Before any such entry, Purchaser shall provide Seller with a certificate of
insurance naming Seller as an additional insured and with an insurer and
insurance limits (minimum $5 million) and coverage reasonably satisfactory to
Seller. Purchaser shall not disturb Seller’s business operations on the
Property. In connection with its due diligence investigations, Purchaser or
Purchaser’s representatives may meet with or contact building officials and
governmental authorities, parties to Service Contracts and other agreements,
the property management personnel, and a walk through of the Property; provided
that Seller shall be given a reasonable opportunity to participate in any of
the foregoing. Purchaser may only enter and inspect the interior of the
Improvements when accompanied by a representative of Seller. Purchaser may not
perform any invasive testing or drilling without the consent of Seller which
consent will not be unreasonably withheld. In conducting any inspections or
tests of the Property, Purchaser shall keep the Property free and clear of any
liens arising from work performed on behalf of Purchaser. Purchaser shall
restore the Property to substantially the same condition as existed prior to
the tests and inspections, and shall defend, indemnify and hold Seller harmless
from and against any claims and liabilities asserted against Seller arising out
of Purchaser’s inspections; provided, however, the indemnity shall not extend
to claims or liabilities arising out of the discovery of any existing
environmental condition except to the extent such condition is made worse by Purchaser’s
negligence or willful misconduct. This indemnity shall survive the Closing and
any termination of this Contract. Within five days after Seller’s request,
Purchaser shall provide Seller with a copy of the results of any tests and
inspections made by or for Purchaser, excluding only market and economic
feasibility studies (the “Purchaser’s  Reports”).
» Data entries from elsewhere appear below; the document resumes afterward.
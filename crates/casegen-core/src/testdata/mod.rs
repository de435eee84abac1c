//! Client for the external agent that produces sample test data.

use async_trait::async_trait;
use reqwest::Client;
use serde::Serialize;
use serde_json::Value;
use thiserror::Error;
use tracing::debug;

use crate::model::DataMap;

#[derive(Debug, Error)]
pub enum TestDataError {
    #[error("Test data agent returned error: {status} - {message}")]
    ApiError { status: u16, message: String },

    #[error("Failed to parse test data response: {0}")]
    ParseError(String),

    #[error("Network error: {0}")]
    Network(String),
}

impl From<reqwest::Error> for TestDataError {
    fn from(err: reqwest::Error) -> Self {
        TestDataError::Network(err.to_string())
    }
}

/// Produces sample data for an entity.
#[async_trait]
pub trait TestDataClient: Send + Sync {
    /// Sample data for `entity_type`, or `None` when the agent has nothing.
    async fn generate_sample(
        &self,
        entity_type: &str,
        context: &DataMap,
    ) -> Result<Option<Value>, TestDataError>;
}

/// Test data agent reached over HTTP.
///
/// Posts `{entity_type, context, count}` to `{endpoint}/generate` and reads
/// either a `data` field or the whole body as the sample.
pub struct HttpTestDataClient {
    endpoint: String,
    client: Client,
}

impl HttpTestDataClient {
    pub fn new(endpoint: impl Into<String>) -> Self {
        Self {
            endpoint: endpoint.into().trim_end_matches('/').to_string(),
            client: Client::new(),
        }
    }

    pub fn endpoint(&self) -> &str {
        &self.endpoint
    }
}

#[derive(Debug, Serialize)]
struct SampleRequest<'a> {
    entity_type: &'a str,
    context: &'a DataMap,
    count: u32,
}

#[async_trait]
impl TestDataClient for HttpTestDataClient {
    async fn generate_sample(
        &self,
        entity_type: &str,
        context: &DataMap,
    ) -> Result<Option<Value>, TestDataError> {
        let url = format!("{}/generate", self.endpoint);
        debug!(%url, entity_type, "requesting sample test data");

        let response = self
            .client
            .post(&url)
            .json(&SampleRequest {
                entity_type,
                context,
                count: 1,
            })
            .send()
            .await?;

        let status = response.status();
        if !status.is_success() {
            let message = response.text().await.unwrap_or_default();
            return Err(TestDataError::ApiError {
                status: status.as_u16(),
                message,
            });
        }

        let body: Value = response
            .json()
            .await
            .map_err(|e| TestDataError::ParseError(e.to_string()))?;

        Ok(extract_sample(body))
    }
}

fn extract_sample(body: Value) -> Option<Value> {
    let sample = match body {
        Value::Object(mut map) if map.contains_key("data") => map.remove("data")?,
        other => other,
    };
    (!sample.is_null()).then_some(sample)
}
//! Regex patterns used to pick apart model responses.
//!
//! Patterns are compiled on first use. A pattern that fails to compile
//! degrades to "no match" instead of aborting the parse.

use regex::Regex;
use std::sync::OnceLock;

/// Fenced block tagged `json`.
pub const JSON_FENCE: &str = r"(?is)```[ \t]*json[ \t]*\r?\n(.*?)```";

/// Fenced block tagged `yaml` or `yml`.
pub const YAML_FENCE: &str = r"(?is)```[ \t]*ya?ml[ \t]*\r?\n(.*?)```";

/// Fenced block without a language tag.
pub const PLAIN_FENCE: &str = r"(?s)```[ \t]*\r?\n(.*?)```";

/// Line that opens a Markdown test case section.
pub const MARKDOWN_BOUNDARY: &str = r"(?i)^\s*(?:##\s+|(?:\*\*)?test[ \t]*case\b)";

/// `Test Case 3:` / `TC-3:` style marker in plain text.
pub const PLAIN_MARKER: &str = r"(?i)\b(?:test[ \t]*case|tc)(?:[ \t#_-]*\d+)?\b[ \t]*:";

/// Heading decoration stripped from a section's first line to get its title.
pub const TITLE_PREFIX: &str =
    r"(?i)^[#*\s]*(?:(?:test[ \t]*case|tc)(?:[ \t#_-]*\d+)?\b[ \t]*[:.\-]?)?[\s*]*";

/// `**Field**: value`, `**Field:** value` or a bare `**Field**`.
pub const BOLD_FIELD: &str = r"^\s*[-*]?\s*\*\*([^*]+?):?\*\*\s*:?\s*(.*)$";

/// `### Field` subheading.
pub const SUBHEADING_FIELD: &str = r"^\s*#{3,}\s*(.+?)\s*:?\s*$";

/// `Field: value` on a single line.
pub const PLAIN_FIELD: &str = r"^\s*[-*]?\s*([A-Za-z][A-Za-z _-]{0,40}?)\s*:\s*(.*)$";

/// Leading ordinal, `Step N` or bullet marker on a step line.
pub const STEP_MARKER: &str = r"(?i)^\s*(?:step\s*\d+\s*[.):\-]?|\d+\s*[.)]|[-*+•])\s*";

fn compile(cell: &'static OnceLock<Option<Regex>>, pattern: &str) -> Option<&'static Regex> {
    cell.get_or_init(|| Regex::new(pattern).ok()).as_ref()
}

macro_rules! cached_regex {
    ($name:ident, $pattern:expr) => {
        pub fn $name() -> Option<&'static Regex> {
            static CELL: OnceLock<Option<Regex>> = OnceLock::new();
            compile(&CELL, $pattern)
        }
    };
}

cached_regex!(json_fence, JSON_FENCE);
cached_regex!(yaml_fence, YAML_FENCE);
cached_regex!(plain_fence, PLAIN_FENCE);
cached_regex!(markdown_boundary, MARKDOWN_BOUNDARY);
cached_regex!(plain_marker, PLAIN_MARKER);
cached_regex!(title_prefix, TITLE_PREFIX);
cached_regex!(bold_field, BOLD_FIELD);
cached_regex!(subheading_field, SUBHEADING_FIELD);
cached_regex!(plain_field, PLAIN_FIELD);
cached_regex!(step_marker, STEP_MARKER);
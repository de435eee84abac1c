//! JSON and YAML payloads.

use super::error::ParseError;
use super::record::snake_case;
use super::value::{RawRecord, RawValue};
use super::Format;

/// Wrapper keys models put around the actual list.
const WRAPPER_KEYS: [&str; 3] = ["test_cases", "tests", "testcases"];

pub fn parse_json(text: &str) -> Result<Vec<RawRecord>, ParseError> {
    let value: serde_json::Value = serde_json::from_str(text)
        .map_err(|e| ParseError::MalformedStructured(Format::Json, e.to_string()))?;
    Ok(records(RawValue::from_json(value)))
}

pub fn parse_yaml(text: &str) -> Result<Vec<RawRecord>, ParseError> {
    let value: serde_yaml::Value = serde_yaml::from_str(text)
        .map_err(|e| ParseError::MalformedStructured(Format::Yaml, e.to_string()))?;
    Ok(records(RawValue::from_yaml(value)))
}

/// A single mapping is a one-element list; `{"test_cases": [...]}` unwraps.
fn records(value: Option<RawValue>) -> Vec<RawRecord> {
    match value {
        Some(RawValue::Map(map)) => match unwrap_list(&map) {
            Some(items) => collect_maps(items),
            None => vec![map],
        },
        Some(RawValue::List(items)) => collect_maps(items),
        _ => Vec::new(),
    }
}

fn unwrap_list(map: &RawRecord) -> Option<Vec<RawValue>> {
    map.iter().find_map(|(key, value)| match value {
        RawValue::List(items) if WRAPPER_KEYS.contains(&snake_case(key).as_str()) => {
            Some(items.clone())
        }
        _ => None,
    })
}

fn collect_maps(items: Vec<RawValue>) -> Vec<RawRecord> {
    items
        .into_iter()
        .filter_map(|item| match item {
            RawValue::Map(map) => Some(map),
            _ => None,
        })
        .collect()
}

#[cfg(test)]
mod tests {
    use super::*;

    #[test]
    fn test_json_array() {
        let records = parse_json(r#"[{"title":"A"},{"title":"B"},"noise"]"#).unwrap();
        assert_eq!(records.len(), 2);
    }

    #[test]
    fn test_json_single_object() {
        let records = parse_json(r#"{"title":"A"}"#).unwrap();
        assert_eq!(records.len(), 1);
    }

    #[test]
    fn test_json_wrapper_key() {
        let records = parse_json(r#"{"testCases":[{"title":"A"},{"title":"B"}]}"#).unwrap();
        assert_eq!(records.len(), 2);
    }

    #[test]
    fn test_malformed_json() {
        let err = parse_json("{\"title\": ").unwrap_err();
        assert!(matches!(err, ParseError::MalformedStructured(Format::Json, _)));
    }

    #[test]
    fn test_yaml_list() {
        let text = "- title: A\n  priority: high\n- title: B\n";
        assert_eq!(parse_yaml(text).unwrap().len(), 2);
    }

    #[test]
    fn test_yaml_wrapper() {
        let text = "tests:\n  - title: A\n";
        assert_eq!(parse_yaml(text).unwrap().len(), 1);
    }

    #[test]
    fn test_malformed_yaml() {
        assert!(parse_yaml("a: [unclosed\nb: -").is_err());
    }
}
//! Windowed frame extraction through an external `ffmpeg` process.

use std::ffi::OsString;
use std::path::Path;
use std::process::Stdio;
use std::time::Duration;

use serde::{Deserialize, Serialize};
use tracing::{debug, info, warn};

use super::frame::FrameSample;
use crate::config::ExtractConfig;
use crate::error::{PipelineError, Result};

/// A `[start_sec, end_sec]` slice of the clip to extract at `fps`.
#[derive(Debug, Clone, Copy, PartialEq, Serialize, Deserialize)]
#[serde(rename_all = "camelCase")]
pub struct WindowRequest {
    pub start_sec: f64,
    pub end_sec: f64,
    pub fps: f64,
    pub max_frames: usize,
}

/// A validated request with fps and frame count clamped.
#[derive(Debug, Clone, Copy, PartialEq)]
pub struct ExtractionPlan {
    pub start_sec: f64,
    pub end_sec: f64,
    pub fps: f64,
    pub max_frames: usize,
}

impl ExtractionPlan {
    pub fn span_sec(&self) -> f64 {
        self.end_sec - self.start_sec
    }
}

impl WindowRequest {
    pub fn new(start_sec: f64, end_sec: f64, fps: f64, max_frames: usize) -> Self {
        Self {
            start_sec,
            end_sec,
            fps,
            max_frames,
        }
    }

    pub fn plan(&self, config: &ExtractConfig) -> Result<ExtractionPlan> {
        let finite = [self.start_sec, self.end_sec, self.fps]
            .iter()
            .all(|v| v.is_finite());
        if !finite {
            return Err(PipelineError::invalid_input(format!(
                "window parameters must be finite: {self:?}"
            )));
        }
        if self.start_sec < 0.0 {
            return Err(PipelineError::invalid_input(format!(
                "window start {} is negative",
                self.start_sec
            )));
        }
        if self.end_sec <= self.start_sec {
            return Err(PipelineError::invalid_input(format!(
                "window end {} must be after start {}",
                self.end_sec, self.start_sec
            )));
        }
        Ok(ExtractionPlan {
            start_sec: self.start_sec,
            end_sec: self.end_sec,
            fps: self.fps.clamp(config.min_fps, config.max_fps),
            max_frames: self.max_frames.clamp(1, config.max_frames_cap.max(1)),
        })
    }
}

/// `start + i / fps` for each extracted frame.
pub fn window_timestamps(plan: &ExtractionPlan, count: usize) -> Vec<f64> {
    (0..count)
        .map(|i| plan.start_sec + i as f64 / plan.fps)
        .collect()
}

const FRAME_PATTERN: &str = "frame_%05d.jpg";

pub fn ffmpeg_args(input: &Path, output_dir: &Path, plan: &ExtractionPlan, width: u32) -> Vec<OsString> {
    let filter = if width > 0 {
        format!("fps={},scale={}:-2", plan.fps, width)
    } else {
        format!("fps={}", plan.fps)
    };
    let mut args: Vec<OsString> = [
        "-hide_banner",
        "-loglevel",
        "error",
        "-nostdin",
        "-y",
        "-ss",
    ]
    .iter()
    .map(OsString::from)
    .collect();
    args.push(format!("{:.3}", plan.start_sec).into());
    args.push("-t".into());
    args.push(format!("{:.3}", plan.span_sec()).into());
    args.push("-i".into());
    args.push(input.as_os_str().to_owned());
    args.push("-vf".into());
    args.push(filter.into());
    args.push("-frames:v".into());
    args.push(plan.max_frames.to_string().into());
    args.push("-q:v".into());
    args.push("3".into());
    args.push(output_dir.join(FRAME_PATTERN).into_os_string());
    args
}

/// Extract the window as timestamped RGB frames.
///
/// Output files live in a temporary directory removed on every return path;
/// the child process is killed if the deadline passes.
pub async fn extract_window(
    input: &Path,
    request: &WindowRequest,
    config: &ExtractConfig,
) -> Result<Vec<FrameSample>> {
    let plan = request.plan(config)?;
    let workdir = tempfile::Builder::new().prefix("swing-window-").tempdir()?;
    let args = ffmpeg_args(input, workdir.path(), &plan, config.width);
    debug!(ffmpeg = %config.ffmpeg_path, ?plan, "starting frame extraction");

    let child = tokio::process::Command::new(&config.ffmpeg_path)
        .args(&args)
        .stdin(Stdio::null())
        .stdout(Stdio::null())
        .stderr(Stdio::piped())
        .kill_on_drop(true)
        .spawn()?;

    let deadline = Duration::from_secs(config.timeout_secs);
    let output = match tokio::time::timeout(deadline, child.wait_with_output()).await {
        Ok(result) => result?,
        Err(_) => {
            warn!(timeout_secs = config.timeout_secs, "ffmpeg timed out, killing");
            return Err(PipelineError::ExtractionTimeout(deadline));
        }
    };

    if !output.status.success() {
        let stderr = String::from_utf8_lossy(&output.stderr);
        return Err(PipelineError::decode(format!(
            "ffmpeg exited with {}: {}",
            output.status,
            stderr.trim()
        )));
    }

    let frames = read_frames(workdir.path(), &plan).await?;
    info!(
        frames = frames.len(),
        start_sec = plan.start_sec,
        end_sec = plan.end_sec,
        fps = plan.fps,
        "window extracted"
    );
    Ok(frames)
}

async fn read_frames(dir: &Path, plan: &ExtractionPlan) -> Result<Vec<FrameSample>> {
    let mut paths = Vec::new();
    let mut entries = tokio::fs::read_dir(dir).await?;
    while let Some(entry) = entries.next_entry().await? {
        let path = entry.path();
        if path.extension().is_some_and(|ext| ext == "jpg") {
            paths.push(path);
        }
    }
    paths.sort();
    paths.truncate(plan.max_frames);

    let timestamps = window_timestamps(plan, paths.len());
    let mut frames = Vec::with_capacity(paths.len());
    for (index, (path, t)) in paths.iter().zip(timestamps).enumerate() {
        let bytes = tokio::fs::read(path).await?;
        let pixels = image::load_from_memory(&bytes)
            .map_err(|e| PipelineError::decode(format!("bad frame {}: {e}", path.display())))?
            .to_rgb8();
        frames.push(FrameSample::new(index, t, pixels));
    }
    Ok(frames)
}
2.3       Absolute Termination
Right. Purchaser shall have through the last day of the Inspection Period
in which to examine, inspect, and investigate the Property and, in Purchaser’s
sole and absolute judgment and discretion, determine whether the Property is
acceptable to Purchaser. Notwithstanding anything to the contrary in this
Contract, Purchaser may terminate this Contract for any reason or no reason, by
giving written notice of termination to Seller and Escrow Agent (the “Inspection
Termination Notice”) on or before the last day of the Inspection Period. If
Purchaser does not give an Inspection Termination Notice, this Contract shall
continue in full force and effect, Purchaser shall be deemed to have waived its
right to terminate this Contract pursuant to this Section 2.3, and the
Earnest Money shall become non-refundable except as expressly provided herein.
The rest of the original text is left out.